◆ **WORK TO COMPLETE**
Go through the records that follow and tally the lines with "SinkFormat" in them; answer with the number alone.
(INPUT MATERIAL begins)
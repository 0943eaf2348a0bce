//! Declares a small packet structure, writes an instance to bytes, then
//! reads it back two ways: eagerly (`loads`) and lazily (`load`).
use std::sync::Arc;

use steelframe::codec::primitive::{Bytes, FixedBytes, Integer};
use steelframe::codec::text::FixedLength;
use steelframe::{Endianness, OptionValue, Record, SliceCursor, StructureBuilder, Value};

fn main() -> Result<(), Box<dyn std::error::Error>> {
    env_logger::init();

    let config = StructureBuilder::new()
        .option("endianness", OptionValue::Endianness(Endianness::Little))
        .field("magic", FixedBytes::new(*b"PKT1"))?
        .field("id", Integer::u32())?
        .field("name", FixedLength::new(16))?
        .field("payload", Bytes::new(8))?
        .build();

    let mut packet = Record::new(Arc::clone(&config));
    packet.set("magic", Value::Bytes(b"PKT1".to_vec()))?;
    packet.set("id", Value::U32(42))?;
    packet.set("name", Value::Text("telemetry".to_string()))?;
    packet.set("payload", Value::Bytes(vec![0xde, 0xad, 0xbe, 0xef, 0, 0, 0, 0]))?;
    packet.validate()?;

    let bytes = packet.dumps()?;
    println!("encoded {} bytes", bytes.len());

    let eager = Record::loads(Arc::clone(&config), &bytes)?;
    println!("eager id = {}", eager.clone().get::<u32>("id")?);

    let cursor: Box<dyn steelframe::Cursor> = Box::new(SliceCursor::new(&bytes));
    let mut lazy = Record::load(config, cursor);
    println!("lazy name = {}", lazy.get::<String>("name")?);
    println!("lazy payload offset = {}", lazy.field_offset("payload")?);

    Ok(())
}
(INPUT MATERIAL ends)
(INPUT MATERIAL begins)
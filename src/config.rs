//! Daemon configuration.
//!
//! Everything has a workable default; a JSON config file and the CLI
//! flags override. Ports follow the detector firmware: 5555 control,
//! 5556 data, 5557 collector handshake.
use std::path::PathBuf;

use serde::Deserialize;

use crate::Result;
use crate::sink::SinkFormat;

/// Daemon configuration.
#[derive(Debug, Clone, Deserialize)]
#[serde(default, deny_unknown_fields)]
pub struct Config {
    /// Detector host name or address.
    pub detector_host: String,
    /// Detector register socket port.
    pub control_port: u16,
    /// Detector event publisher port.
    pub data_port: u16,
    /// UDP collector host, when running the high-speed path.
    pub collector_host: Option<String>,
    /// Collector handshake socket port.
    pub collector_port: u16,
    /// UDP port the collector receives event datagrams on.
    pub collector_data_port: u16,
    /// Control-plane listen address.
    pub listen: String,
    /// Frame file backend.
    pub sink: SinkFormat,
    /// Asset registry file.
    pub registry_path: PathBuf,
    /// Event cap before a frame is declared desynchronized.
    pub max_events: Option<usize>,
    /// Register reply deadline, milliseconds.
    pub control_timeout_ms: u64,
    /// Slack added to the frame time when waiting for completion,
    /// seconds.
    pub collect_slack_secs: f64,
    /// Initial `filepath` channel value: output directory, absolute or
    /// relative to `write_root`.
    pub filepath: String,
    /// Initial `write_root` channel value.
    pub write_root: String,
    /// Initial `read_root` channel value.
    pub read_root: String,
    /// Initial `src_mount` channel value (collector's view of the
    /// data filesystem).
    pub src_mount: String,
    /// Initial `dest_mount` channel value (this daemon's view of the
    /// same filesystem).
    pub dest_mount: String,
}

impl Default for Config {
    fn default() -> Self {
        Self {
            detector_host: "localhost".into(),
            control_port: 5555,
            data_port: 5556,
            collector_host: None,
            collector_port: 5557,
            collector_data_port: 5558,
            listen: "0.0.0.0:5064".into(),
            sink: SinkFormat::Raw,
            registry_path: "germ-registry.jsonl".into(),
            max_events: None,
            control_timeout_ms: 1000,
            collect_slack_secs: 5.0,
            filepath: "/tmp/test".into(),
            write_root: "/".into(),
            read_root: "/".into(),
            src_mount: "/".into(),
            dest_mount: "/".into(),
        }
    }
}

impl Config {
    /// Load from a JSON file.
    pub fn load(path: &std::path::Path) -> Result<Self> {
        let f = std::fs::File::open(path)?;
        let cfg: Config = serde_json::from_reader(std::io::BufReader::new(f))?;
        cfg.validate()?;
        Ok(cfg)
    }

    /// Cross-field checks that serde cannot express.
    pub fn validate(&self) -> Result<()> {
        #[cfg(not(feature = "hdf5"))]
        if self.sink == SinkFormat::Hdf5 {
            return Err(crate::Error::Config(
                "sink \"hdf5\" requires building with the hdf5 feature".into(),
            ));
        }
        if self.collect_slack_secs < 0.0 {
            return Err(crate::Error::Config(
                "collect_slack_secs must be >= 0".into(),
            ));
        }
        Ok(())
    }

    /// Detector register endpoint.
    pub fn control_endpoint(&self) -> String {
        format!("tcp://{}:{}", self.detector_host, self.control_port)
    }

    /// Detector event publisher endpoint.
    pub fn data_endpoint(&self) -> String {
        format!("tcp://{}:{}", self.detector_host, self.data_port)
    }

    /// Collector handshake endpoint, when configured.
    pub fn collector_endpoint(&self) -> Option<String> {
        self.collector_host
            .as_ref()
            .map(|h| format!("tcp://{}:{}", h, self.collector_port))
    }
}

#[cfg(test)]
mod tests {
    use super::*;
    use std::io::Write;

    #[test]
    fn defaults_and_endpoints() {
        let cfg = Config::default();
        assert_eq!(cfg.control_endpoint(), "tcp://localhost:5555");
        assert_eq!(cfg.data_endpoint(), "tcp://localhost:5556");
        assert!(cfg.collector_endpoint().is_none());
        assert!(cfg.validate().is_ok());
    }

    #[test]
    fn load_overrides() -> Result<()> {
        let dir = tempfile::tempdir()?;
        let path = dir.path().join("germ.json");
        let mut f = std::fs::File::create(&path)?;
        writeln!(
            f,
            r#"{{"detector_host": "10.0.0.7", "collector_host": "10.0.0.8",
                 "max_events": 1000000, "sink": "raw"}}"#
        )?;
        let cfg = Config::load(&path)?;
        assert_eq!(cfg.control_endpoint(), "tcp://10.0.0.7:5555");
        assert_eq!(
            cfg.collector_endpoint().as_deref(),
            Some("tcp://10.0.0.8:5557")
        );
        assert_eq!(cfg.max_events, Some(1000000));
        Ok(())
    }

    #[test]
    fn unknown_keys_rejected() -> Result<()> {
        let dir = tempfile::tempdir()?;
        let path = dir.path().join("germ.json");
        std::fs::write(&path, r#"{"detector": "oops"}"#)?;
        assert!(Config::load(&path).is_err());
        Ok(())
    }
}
(INPUT MATERIAL ends)
◆ **TASK RESULT**
4